* [Try it]: Would you copy out, exactly as written, each line from the one containing "pbkdf2_hmac::<Sha512>(name, name, TOPIC_KDF_ITERATIONS, &mut" to the end of the records below?

* [Exercise material]:
/---

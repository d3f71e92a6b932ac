//! Topic derivation for protocol phases.
//!
//! A phase is addressed on the public transport by a short topic id rather
//! than by its name. The name is stretched with PBKDF2-HMAC-SHA512 (salted
//! with itself) and the output is folded into [`TOPIC_LENGTH`] bytes by XOR.

use std::fmt;

use pbkdf2::pbkdf2_hmac;
use sha2::Sha512;

use crate::constants::{TOPIC_KDF_ITERATIONS, TOPIC_KDF_OUTPUT, TOPIC_LENGTH};

/// Fixed-length topic identifier used by the transport for routing.
#[derive(Clone, Copy, Debug, Default, PartialEq, Eq, Hash, PartialOrd, Ord)]
pub struct TopicId(pub [u8; TOPIC_LENGTH]);

impl TopicId {
    /// Raw topic bytes.
    pub fn as_bytes(&self) -> &[u8; TOPIC_LENGTH] {
        &self.0
    }
}

impl fmt::Display for TopicId {
    fn fmt(&self, f: &mut fmt::Formatter<'_>) -> fmt::Result {
        write!(f, "0x{}", hex::encode(self.0))
    }
}

/// Derive the topic id of a phase name.
///
/// Pure and deterministic: every node on the network computes the same id
/// for the same name.
pub fn derive_topic(phase_name: &str) -> TopicId {
    let name = phase_name.as_bytes();
    let mut stretched = [0u8; TOPIC_KDF_OUTPUT];
    pbkdf2_hmac::<Sha512>(name, name, TOPIC_KDF_ITERATIONS, &mut stretched);

    let mut topic = [0u8; TOPIC_LENGTH];
    for (i, byte) in stretched.iter().enumerate() {
        topic[i % TOPIC_LENGTH] ^= byte;
    }
    TopicId(topic)
}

\---

* [Exercise response]:
    pbkdf2_hmac::<Sha512>(name, name, TOPIC_KDF_ITERATIONS, &mut stretched);

    let mut topic = [0u8; TOPIC_LENGTH];
    for (i, byte) in stretched.iter().enumerate() {
        topic[i % TOPIC_LENGTH] ^= byte;
    }
    TopicId(topic)
}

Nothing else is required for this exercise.